Urge Overkill: 20 May 2011 - Chicago
Urge Overkill resists nothing in their long overdue homecoming.
By the time Urge Overkill flexed their muscle with the I-can-die-happy energy of set closer “Positive Bleeding”, singer Nash Kato was nothing short of glowing with a beaming cartoon grin on his face and buttery heart-shaped sweat stain just below his ribcage—an ironic branding of the crowd’s passionate response to the homecoming of the Midwest’s pinpoint alterna act.
Although sound and equipment problems marred the hour-plus performance at the Bottom Lounge early on (leaving newish drummer Brian “Bonn” Quast instrumentally peg-legged and juggling with unexpected acrobatic timing as techs quickly tried to restore his kit), Urge Overkill recovered as precisely as Kato’s green T-shirt matched his neon microphone cap and as fine-tuned as the singer’s trademark Hard Day’s Night headbop.
Sure, the dynasty the band has paved since forming at Northwestern University in 1985 has been as full of highlighter passages as it has chapters that the foursome would have just as likely crossed out (opening slots for Nirvana and Pearl Jam, a quick rise to stardom from a perfectly placed Neil Diamond cover on the Pulp Fiction soundtrack, band distress, label buyouts, droppings, and an ultimate breakup), but on this night Urge Overkill displayed a new regime of fortuity and unity. They took the stage in honor of an album that took half of the average audience member’s lifetime to make. And although Urge Overkill didn’t play many of the tracks off Rock & Roll Submarine (the first follow-up to 1995’s Exit the Dragon), the album nevertheless shows that out of the depths of the silent unknown can come brilliant noise.
On this night, Kato and his calgary, most notably founding member Eddie “King” Roeser, moved beyond satisfactory to symmetrical and symbiotic during their main set and two encores that were cushioned with plenty of padded pleasers like “Ticket to L.A.”, “Somebody Else’s Body”, and the grand finale of “Sister Havana”, which one could only hope was intentionally written for such a dramatic, bleacher-clearing response.

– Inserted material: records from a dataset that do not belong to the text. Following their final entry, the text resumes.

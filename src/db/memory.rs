// SPDX-License-Identifier: MIT

//! In-memory backend for local development and tests.
//!
//! One `DashMap` per collection. Per-record atomicity comes from the map's
//! shard locks: `entry`/`get_mut` hold the record's shard for the duration
//! of the mutation, so the purchase set-insert cannot lose updates.

use crate::error::AppError;
use crate::models::{Inquiry, Membership, Program, User};
use dashmap::mapref::entry::Entry;
use dashmap::DashMap;

#[derive(Default)]
pub(crate) struct MemoryStore {
    users: DashMap<String, User>,
    programs: DashMap<String, Program>,
    inquiries: DashMap<String, Inquiry>,
    memberships: DashMap<String, Membership>,
}

impl MemoryStore {
    pub(crate) fn insert_user(&self, user: &User) -> Result<(), AppError> {
        match self.users.entry(user.email.clone()) {
            Entry::Occupied(_) => Err(AppError::Conflict),
            Entry::Vacant(slot) => {
                slot.insert(user.clone());
                Ok(())
            }
        }
    }

    pub(crate) fn get_user(&self, email: &str) -> Result<Option<User>, AppError> {
        Ok(self.users.get(email).map(|u| u.clone()))
    }

    pub(crate) fn upsert_user(&self, user: &User) -> Result<(), AppError> {
        self.users.insert(user.email.clone(), user.clone());
        Ok(())
    }

    pub(crate) fn add_purchased_program(
        &self,
        email: &str,
        program_id: &str,
    ) -> Result<(), AppError> {
        if let Some(mut user) = self.users.get_mut(email) {
            if !user.purchased_programs.iter().any(|p| p == program_id) {
                user.purchased_programs.push(program_id.to_string());
            }
        }
        Ok(())
    }

    pub(crate) fn list_programs(&self) -> Result<Vec<Program>, AppError> {
        let mut programs: Vec<Program> = self
            .programs
            .iter()
            .map(|entry| entry.value().clone())
            .collect();
        programs.sort_by(|a, b| a.id.cmp(&b.id));
        Ok(programs)
    }

    pub(crate) fn upsert_program(&self, program: &Program) -> Result<(), AppError> {
        self.programs.insert(program.id.clone(), program.clone());
        Ok(())
    }

    pub(crate) fn insert_inquiry(&self, inquiry: &Inquiry) -> Result<(), AppError> {
        self.inquiries.insert(inquiry.id.clone(), inquiry.clone());
        Ok(())
    }

    pub(crate) fn insert_membership(&self, membership: &Membership) -> Result<(), AppError> {
        self.memberships
            .insert(membership.id.clone(), membership.clone());
        Ok(())
    }
}
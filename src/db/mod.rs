// SPDX-License-Identifier: MIT

//! Database layer: typed document-store operations.
//!
//! Two backends share one interface: Firestore for deployments (emulator
//! supported via `FIRESTORE_EMULATOR_HOST`) and an in-memory store for local
//! development and tests. Users are keyed by email, which makes email
//! uniqueness a property of the store rather than a handler-level check.

pub mod firestore;
pub mod memory;

use crate::error::AppError;
use crate::models::{Inquiry, Membership, Program, User};
use std::sync::Arc;

/// Collection names as constants.
pub mod collections {
    pub const USERS: &str = "users";
    pub const PROGRAMS: &str = "programs";
    pub const INQUIRIES: &str = "inquiries";
    pub const MEMBERSHIPS: &str = "memberships";
}

/// Document store handle shared across handlers.
#[derive(Clone)]
pub struct Db {
    backend: Backend,
}

#[derive(Clone)]
enum Backend {
    Firestore(firestore::FirestoreClient),
    Memory(Arc<memory::MemoryStore>),
}

impl Db {
    /// Connect to Firestore.
    ///
    /// For local development with emulator, set FIRESTORE_EMULATOR_HOST.
    pub async fn connect(project_id: &str) -> Result<Self, AppError> {
        let client = firestore::FirestoreClient::connect(project_id).await?;
        Ok(Self {
            backend: Backend::Firestore(client),
        })
    }

    /// Create an in-memory store (local development and tests).
    pub fn in_memory() -> Self {
        Self {
            backend: Backend::Memory(Arc::new(memory::MemoryStore::default())),
        }
    }

    // ─── User Operations ─────────────────────────────────────────

    /// Create a user. Fails with `Conflict` if a user with the same email
    /// already exists — enforced atomically by the store.
    pub async fn insert_user(&self, user: &User) -> Result<(), AppError> {
        match &self.backend {
            Backend::Firestore(fs) => fs.insert_user(user).await,
            Backend::Memory(mem) => mem.insert_user(user),
        }
    }

    /// Get a user by email (the document key).
    pub async fn get_user(&self, email: &str) -> Result<Option<User>, AppError> {
        match &self.backend {
            Backend::Firestore(fs) => fs.get_user(email).await,
            Backend::Memory(mem) => mem.get_user(email),
        }
    }

    /// Create or update a user.
    pub async fn upsert_user(&self, user: &User) -> Result<(), AppError> {
        match &self.backend {
            Backend::Firestore(fs) => fs.upsert_user(user).await,
            Backend::Memory(mem) => mem.upsert_user(user),
        }
    }

    /// Add a program id to a user's purchase set if not already present.
    ///
    /// Atomic at the record level (set-insert, not read-modify-write), so
    /// concurrent purchases by the same user cannot lose updates. A repeat
    /// purchase is a no-op.
    pub async fn add_purchased_program(
        &self,
        email: &str,
        program_id: &str,
    ) -> Result<(), AppError> {
        match &self.backend {
            Backend::Firestore(fs) => fs.add_purchased_program(email, program_id).await,
            Backend::Memory(mem) => mem.add_purchased_program(email, program_id),
        }
    }

    // ─── Program Operations ──────────────────────────────────────

    /// List the full program catalog, ordered by id.
    pub async fn list_programs(&self) -> Result<Vec<Program>, AppError> {
        match &self.backend {
            Backend::Firestore(fs) => fs.list_programs().await,
            Backend::Memory(mem) => mem.list_programs(),
        }
    }

    /// Create or update a catalog entry (out-of-band curation and tests).
    pub async fn upsert_program(&self, program: &Program) -> Result<(), AppError> {
        match &self.backend {
            Backend::Firestore(fs) => fs.upsert_program(program).await,
            Backend::Memory(mem) => mem.upsert_program(program),
        }
    }

    // ─── Inquiry Operations ──────────────────────────────────────

    /// Store a contact inquiry.
    pub async fn insert_inquiry(&self, inquiry: &Inquiry) -> Result<(), AppError> {
        match &self.backend {
            Backend::Firestore(fs) => fs.insert_inquiry(inquiry).await,
            Backend::Memory(mem) => mem.insert_inquiry(inquiry),
        }
    }

    // ─── Membership Operations ───────────────────────────────────

    /// Store a membership record.
    pub async fn insert_membership(&self, membership: &Membership) -> Result<(), AppError> {
        match &self.backend {
            Backend::Firestore(fs) => fs.insert_membership(membership).await,
            Backend::Memory(mem) => mem.insert_membership(membership),
        }
    }
}
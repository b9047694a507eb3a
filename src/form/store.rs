use std::collections::{BTreeMap, BTreeSet};
use std::fmt::{Display, Formatter};
use std::sync::atomic::{AtomicU64, Ordering};
use std::sync::{Arc, RwLock, RwLockReadGuard, RwLockWriteGuard};
use std::time::Duration;

use futures::future::BoxFuture;
use thiserror::Error;

use super::response::Response;
use super::validation::{FieldLens, FormModel};
use crate::reactivity::{Notifier, SubscriptionId};

static FORM_ID_ALLOCATOR: AtomicU64 = AtomicU64::new(1);

#[derive(Clone, Copy, Debug, Eq, PartialEq, Ord, PartialOrd, Hash)]
pub struct FormId(pub u64);

impl FormId {
    pub fn next() -> Self {
        Self(FORM_ID_ALLOCATOR.fetch_add(1, Ordering::SeqCst))
    }
}

impl Display for FormId {
    fn fmt(&self, f: &mut Formatter<'_>) -> std::fmt::Result {
        write!(f, "form-{}", self.0)
    }
}

#[derive(Clone, Copy, Debug, Eq, PartialEq, Ord, PartialOrd, Hash)]
pub struct FieldKey(&'static str);

impl FieldKey {
    pub const fn new(value: &'static str) -> Self {
        Self(value)
    }

    pub const fn as_str(self) -> &'static str {
        self.0
    }
}

impl Display for FieldKey {
    fn fmt(&self, f: &mut Formatter<'_>) -> std::fmt::Result {
        f.write_str(self.0)
    }
}

#[derive(Clone, Copy, Debug, Eq, PartialEq, Ord, PartialOrd, Hash)]
pub struct ValidationTicket(pub u64);

/// When a field is validated before the first submit.
#[derive(Clone, Copy, Debug, Eq, PartialEq)]
pub enum ValidationMode {
    OnChange,
    OnBlur,
    OnSubmit,
}

/// When a field is validated again once the form has been submitted.
#[derive(Clone, Copy, Debug, Eq, PartialEq)]
pub enum RevalidateMode {
    OnChange,
    OnBlur,
    OnSubmit,
}

impl RevalidateMode {
    pub(super) fn matches(self, trigger: ValidationMode) -> bool {
        matches!(
            (self, trigger),
            (RevalidateMode::OnChange, ValidationMode::OnChange)
                | (RevalidateMode::OnBlur, ValidationMode::OnBlur)
                | (RevalidateMode::OnSubmit, ValidationMode::OnSubmit)
        )
    }
}

#[derive(Clone, Copy, Debug, Eq, PartialEq)]
pub struct FormOptions {
    pub validate_mode: ValidationMode,
    pub revalidate_mode: RevalidateMode,
}

impl Default for FormOptions {
    fn default() -> Self {
        Self {
            validate_mode: ValidationMode::OnSubmit,
            revalidate_mode: RevalidateMode::OnChange,
        }
    }
}

/// Which pieces of submit state survive [`FormStore::reset`].
#[derive(Clone, Copy, Debug, Default, Eq, PartialEq)]
pub struct ResetOptions {
    pub keep_response: bool,
    pub keep_submit_count: bool,
    pub keep_submitted: bool,
    pub keep_values: bool,
}

#[derive(Clone, Debug, Eq, PartialEq)]
pub struct FieldMeta {
    /// Inactive fields (hidden, unmounted) are skipped by validation when
    /// `should_active` is set.
    pub active: bool,
    pub touched: bool,
    pub dirty: bool,
    pub validating: bool,
    pub error: Option<String>,
}

impl Default for FieldMeta {
    fn default() -> Self {
        Self {
            active: true,
            touched: false,
            dirty: false,
            validating: false,
            error: None,
        }
    }
}

#[derive(Clone, Debug)]
pub struct FormSnapshot<T> {
    pub values: T,
    pub response: Option<Response>,
    pub submit_count: u32,
    pub submitted: bool,
    pub submitting: bool,
    pub validating: bool,
    pub touched: bool,
    pub dirty: bool,
    pub invalid: bool,
    pub field_meta: BTreeMap<FieldKey, FieldMeta>,
}

#[derive(Debug, Clone, Eq, PartialEq, Error)]
pub enum FormError {
    #[error("form state lock poisoned while {0}")]
    StatePoisoned(&'static str),
    #[error("batch strategy returned without running the submit reset")]
    BatchSkipped,
}

pub type FormResult<T> = Result<T, FormError>;

pub(super) type SyncFieldValidatorFn<T> = Arc<dyn Fn(&T) -> String + Send + Sync>;
pub(super) type SyncFormValidatorFn<T> = Arc<dyn Fn(&T) -> Vec<(FieldKey, String)> + Send + Sync>;
pub(super) type AsyncFieldValidatorFn<T> =
    Arc<dyn Fn(&T) -> BoxFuture<'static, String> + Send + Sync>;
pub(super) type FocusHandler = Arc<dyn Fn() + Send + Sync>;

#[derive(Clone)]
pub(super) struct AsyncFieldValidatorEntry<T> {
    pub(super) debounce: Duration,
    pub(super) validator: AsyncFieldValidatorFn<T>,
}

pub(super) struct FormState<T> {
    pub(super) id: FormId,
    pub(super) initial_values: T,
    pub(super) values: T,
    pub(super) response: Option<Response>,
    pub(super) submit_count: u32,
    pub(super) submitted: bool,
    pub(super) submitting: bool,
    pub(super) validating: bool,
    pub(super) field_meta: BTreeMap<FieldKey, FieldMeta>,
    pub(super) tickets: BTreeMap<FieldKey, ValidationTicket>,
}

impl<T> FormState<T> {
    pub(super) fn ensure_meta(&mut self, key: FieldKey) -> &mut FieldMeta {
        self.field_meta.entry(key).or_default()
    }
}

/// Shared handle to one form's live state.
///
/// Cloning is cheap and every clone observes the same form. Each write
/// notifies subscribers once, unless it runs inside a [`Notifier`] batch.
#[derive(Clone)]
pub struct FormStore<T>
where
    T: FormModel,
{
    pub(super) options: FormOptions,
    pub(super) state: Arc<RwLock<FormState<T>>>,
    pub(super) field_validators: Arc<RwLock<BTreeMap<FieldKey, Vec<SyncFieldValidatorFn<T>>>>>,
    pub(super) async_field_validators:
        Arc<RwLock<BTreeMap<FieldKey, Vec<AsyncFieldValidatorEntry<T>>>>>,
    pub(super) form_validators: Arc<RwLock<Vec<SyncFormValidatorFn<T>>>>,
    pub(super) focus_handlers: Arc<RwLock<BTreeMap<FieldKey, FocusHandler>>>,
    pub(super) notifier: Notifier,
}

impl<T> FormStore<T>
where
    T: FormModel,
{
    pub fn new(initial: T, options: FormOptions) -> Self {
        let field_meta = T::field_keys()
            .into_iter()
            .map(|key| (key, FieldMeta::default()))
            .collect();
        Self {
            options,
            state: Arc::new(RwLock::new(FormState {
                id: FormId::next(),
                initial_values: initial.clone(),
                values: initial,
                response: None,
                submit_count: 0,
                submitted: false,
                submitting: false,
                validating: false,
                field_meta,
                tickets: BTreeMap::new(),
            })),
            field_validators: Arc::new(RwLock::new(BTreeMap::new())),
            async_field_validators: Arc::new(RwLock::new(BTreeMap::new())),
            form_validators: Arc::new(RwLock::new(Vec::new())),
            focus_handlers: Arc::new(RwLock::new(BTreeMap::new())),
            notifier: Notifier::new(),
        }
    }

    pub fn options(&self) -> FormOptions {
        self.options
    }

    pub fn form_id(&self) -> FormResult<FormId> {
        Ok(read_lock(&self.state, "reading form id")?.id)
    }

    /// The notifier doubles as a [`crate::reactivity::Batch`] strategy that
    /// coalesces this store's notifications.
    pub fn notifier(&self) -> Notifier {
        self.notifier.clone()
    }

    pub fn subscribe(&self, listener: impl Fn() + Send + Sync + 'static) -> SubscriptionId {
        self.notifier.subscribe(listener)
    }

    pub fn unsubscribe(&self, id: SubscriptionId) -> bool {
        self.notifier.unsubscribe(id)
    }

    pub(super) fn write<R>(
        &self,
        context: &'static str,
        f: impl FnOnce(&mut FormState<T>) -> R,
    ) -> FormResult<R> {
        let result = {
            let mut state = write_lock(&self.state, context)?;
            f(&mut *state)
        };
        self.notifier.notify();
        Ok(result)
    }

    pub fn snapshot(&self) -> FormResult<FormSnapshot<T>> {
        let state = read_lock(&self.state, "creating form snapshot")?;
        Ok(FormSnapshot {
            values: state.values.clone(),
            response: state.response.clone(),
            submit_count: state.submit_count,
            submitted: state.submitted,
            submitting: state.submitting,
            validating: state.validating,
            touched: state.field_meta.values().any(|meta| meta.touched),
            dirty: state.field_meta.values().any(|meta| meta.dirty),
            invalid: state.field_meta.values().any(|meta| meta.error.is_some()),
            field_meta: state.field_meta.clone(),
        })
    }

    pub fn values(&self) -> FormResult<T> {
        Ok(read_lock(&self.state, "reading form values")?.values.clone())
    }

    pub fn value<L>(&self, lens: L) -> FormResult<L::Value>
    where
        L: FieldLens<T>,
    {
        Ok(lens
            .get(&read_lock(&self.state, "reading field value")?.values)
            .clone())
    }

    pub fn field_meta<L>(&self, lens: L) -> FormResult<Option<FieldMeta>>
    where
        L: FieldLens<T>,
    {
        Ok(read_lock(&self.state, "reading field meta")?
            .field_meta
            .get(&lens.key())
            .cloned())
    }

    pub fn response(&self) -> FormResult<Option<Response>> {
        Ok(read_lock(&self.state, "reading response")?.response.clone())
    }

    pub fn submit_count(&self) -> FormResult<u32> {
        Ok(read_lock(&self.state, "reading submit count")?.submit_count)
    }

    pub fn is_submitting(&self) -> FormResult<bool> {
        Ok(read_lock(&self.state, "reading submitting flag")?.submitting)
    }

    pub fn is_submitted(&self) -> FormResult<bool> {
        Ok(read_lock(&self.state, "reading submitted flag")?.submitted)
    }

    pub fn set_response(&self, response: Response) -> FormResult<()> {
        self.write("setting response", |state| state.response = Some(response))
    }

    pub fn clear_response(&self) -> FormResult<()> {
        self.write("clearing response", |state| state.response = None)
    }

    pub fn set_active<L>(&self, lens: L, active: bool) -> FormResult<()>
    where
        L: FieldLens<T>,
    {
        self.write("toggling field activity", |state| {
            state.ensure_meta(lens.key()).active = active;
        })
    }

    pub fn set_error<L>(&self, lens: L, error: impl Into<String>) -> FormResult<()>
    where
        L: FieldLens<T>,
    {
        let error = error.into();
        self.write("setting field error", |state| {
            state.ensure_meta(lens.key()).error = (!error.is_empty()).then_some(error);
        })
    }

    pub fn clear_field_error<L>(&self, lens: L) -> FormResult<()>
    where
        L: FieldLens<T>,
    {
        self.write("clearing field error", |state| {
            if let Some(meta) = state.field_meta.get_mut(&lens.key()) {
                meta.error = None;
                meta.validating = false;
            }
        })
    }

    pub fn clear_errors(&self) -> FormResult<()> {
        self.write("clearing all field errors", |state| {
            for meta in state.field_meta.values_mut() {
                meta.error = None;
                meta.validating = false;
            }
        })
    }

    pub fn reset(&self, options: ResetOptions) -> FormResult<()> {
        self.write("resetting form", |state| {
            if !options.keep_values {
                state.values = state.initial_values.clone();
            }
            if !options.keep_response {
                state.response = None;
            }
            if !options.keep_submit_count {
                state.submit_count = 0;
            }
            if !options.keep_submitted {
                state.submitted = false;
            }
            state.validating = false;
            state.tickets.clear();
            for meta in state.field_meta.values_mut() {
                meta.touched = false;
                meta.validating = false;
                meta.error = None;
                if !options.keep_values {
                    meta.dirty = false;
                }
            }
        })
    }

    pub fn reset_field<L>(&self, lens: L) -> FormResult<()>
    where
        L: FieldLens<T>,
    {
        self.write("resetting field", |state| {
            let initial_value = lens.get(&state.initial_values).clone();
            lens.set(&mut state.values, initial_value);
            state.tickets.remove(&lens.key());
            let meta = state.ensure_meta(lens.key());
            meta.dirty = false;
            meta.touched = false;
            meta.validating = false;
            meta.error = None;
        })
    }

    pub fn register_focus_handler<L>(
        &self,
        lens: L,
        handler: impl Fn() + Send + Sync + 'static,
    ) -> FormResult<()>
    where
        L: FieldLens<T>,
    {
        let mut handlers = write_lock(&self.focus_handlers, "registering focus handler")?;
        handlers.insert(lens.key(), Arc::new(handler));
        Ok(())
    }

    pub(super) fn focus(&self, key: FieldKey) -> FormResult<bool> {
        let handler = read_lock(&self.focus_handlers, "reading focus handlers")?
            .get(&key)
            .cloned();
        match handler {
            Some(handler) => {
                handler();
                Ok(true)
            }
            None => Ok(false),
        }
    }

    pub(super) fn known_field_keys(&self) -> FormResult<BTreeSet<FieldKey>> {
        let mut keys = BTreeSet::new();
        keys.extend(
            read_lock(&self.field_validators, "reading sync validator keys")?
                .keys()
                .copied(),
        );
        keys.extend(
            read_lock(&self.async_field_validators, "reading async validator keys")?
                .keys()
                .copied(),
        );
        keys.extend(
            read_lock(&self.state, "reading known keys from field metadata")?
                .field_meta
                .keys()
                .copied(),
        );
        Ok(keys)
    }
}

pub(super) fn read_lock<'a, T>(
    lock: &'a RwLock<T>,
    context: &'static str,
) -> FormResult<RwLockReadGuard<'a, T>> {
    lock.read().map_err(|_| FormError::StatePoisoned(context))
}

pub(super) fn write_lock<'a, T>(
    lock: &'a RwLock<T>,
    context: &'static str,
) -> FormResult<RwLockWriteGuard<'a, T>> {
    lock.write().map_err(|_| FormError::StatePoisoned(context))
}
use proc_macro::TokenStream;
use proc_macro2::{Ident, Span, TokenStream as TokenStream2};
use proc_macro_crate::{FoundCrate, crate_name};
use quote::{format_ident, quote};
use syn::{Data, DeriveInput, Field, Fields, LitStr, parse_macro_input};

/// Generates one zero-sized lens per named field plus a `<Model>Fields`
/// accessor, so forms can address fields without stringly-typed paths.
///
/// Field attributes:
/// - `#[form(skip)]` keeps the field out of the form entirely.
/// - `#[form(key = "...")]` overrides the field key (defaults to the field name).
#[proc_macro_derive(FormModel, attributes(form))]
pub fn derive_form_model(input: TokenStream) -> TokenStream {
    let input = parse_macro_input!(input as DeriveInput);
    match expand(input) {
        Ok(tokens) => tokens.into(),
        Err(error) => error.to_compile_error().into(),
    }
}

struct FieldAttrs {
    skip: bool,
    key: Option<LitStr>,
}

fn expand(input: DeriveInput) -> syn::Result<TokenStream2> {
    if !input.generics.params.is_empty() {
        return Err(syn::Error::new_spanned(
            input.ident,
            "FormModel derive supports only non-generic structs",
        ));
    }

    let model_ident = input.ident;
    let fields_struct_ident = format_ident!("{model_ident}Fields");

    let named_fields = match input.data {
        Data::Struct(data) => match data.fields {
            Fields::Named(fields) => fields.named,
            _ => {
                return Err(syn::Error::new(
                    Span::call_site(),
                    "FormModel derive requires a struct with named fields",
                ));
            }
        },
        _ => {
            return Err(syn::Error::new(
                Span::call_site(),
                "FormModel derive is only supported on structs",
            ));
        }
    };

    let calmform = calmform_path();
    let mut lens_defs = Vec::new();
    let mut fields_methods = Vec::new();
    let mut keys = Vec::new();

    for field in named_fields {
        let attrs = field_attrs(&field)?;
        if attrs.skip {
            continue;
        }
        let Some(field_ident) = field.ident else {
            continue;
        };
        let field_ty = field.ty;
        let key = attrs
            .key
            .map(|lit| lit.value())
            .unwrap_or_else(|| field_ident.to_string());
        let lens_ident = format_ident!(
            "{model_ident}{}Lens",
            to_pascal_case(&field_ident.to_string())
        );

        lens_defs.push(quote! {
            #[derive(Clone, Copy, Debug, Default)]
            pub struct #lens_ident;

            impl #calmform::form::FieldLens<#model_ident> for #lens_ident {
                type Value = #field_ty;

                fn key(self) -> #calmform::form::FieldKey {
                    #calmform::form::FieldKey::new(#key)
                }

                fn get<'a>(self, model: &'a #model_ident) -> &'a Self::Value {
                    &model.#field_ident
                }

                fn set(self, model: &mut #model_ident, value: Self::Value) {
                    model.#field_ident = value;
                }
            }
        });

        fields_methods.push(quote! {
            pub const fn #field_ident(&self) -> #lens_ident {
                #lens_ident
            }
        });
        keys.push(quote!(#calmform::form::FieldKey::new(#key)));
    }

    Ok(quote! {
        #[derive(Clone, Copy, Debug, Default)]
        pub struct #fields_struct_ident;

        impl #fields_struct_ident {
            pub const KEYS: &'static [#calmform::form::FieldKey] = &[#(#keys),*];

            #(#fields_methods)*
        }

        impl #calmform::form::FormModel for #model_ident {
            type Fields = #fields_struct_ident;

            fn fields() -> Self::Fields {
                #fields_struct_ident
            }

            fn field_keys() -> ::std::vec::Vec<#calmform::form::FieldKey> {
                #fields_struct_ident::KEYS.to_vec()
            }
        }

        #(#lens_defs)*
    })
}

fn field_attrs(field: &Field) -> syn::Result<FieldAttrs> {
    let mut attrs = FieldAttrs {
        skip: false,
        key: None,
    };
    for attr in &field.attrs {
        if !attr.path().is_ident("form") {
            continue;
        }
        attr.parse_nested_meta(|meta| {
            if meta.path.is_ident("skip") {
                attrs.skip = true;
                Ok(())
            } else if meta.path.is_ident("key") {
                attrs.key = Some(meta.value()?.parse()?);
                Ok(())
            } else {
                Err(meta.error("unsupported form attribute, expected `skip` or `key`"))
            }
        })?;
    }
    Ok(attrs)
}

fn calmform_path() -> TokenStream2 {
    match crate_name("calmform") {
        Ok(FoundCrate::Name(name)) => {
            let ident = Ident::new(&name, Span::call_site());
            quote!(::#ident)
        }
        Ok(FoundCrate::Itself) => quote!(crate),
        Err(_) => quote!(::calmform),
    }
}

fn to_pascal_case(input: &str) -> String {
    let mut out = String::new();
    for segment in input.split('_') {
        if segment.is_empty() {
            continue;
        }
        let mut chars = segment.chars();
        if let Some(first) = chars.next() {
            out.push(first.to_ascii_uppercase());
            out.push_str(chars.as_str());
        }
    }
    out
}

Tempered throughout the night were also welcome surprises including the travel wary “Vacation in Tokyo” and “Erica Kane”—perfect given the recent All My Children axe, yet much to the chagrin of one Denver fan who very vocally pleaded with an effusive Kato to strum mellow number “Emily”. But as she clearly didn’t understand, even with all the time spent traversing the country, this show was not about to say uncle with heartwarming reminiscing; rather Urge Overkill went for the kill with heart-pounding excitement and yes, even heart-sweating admiration.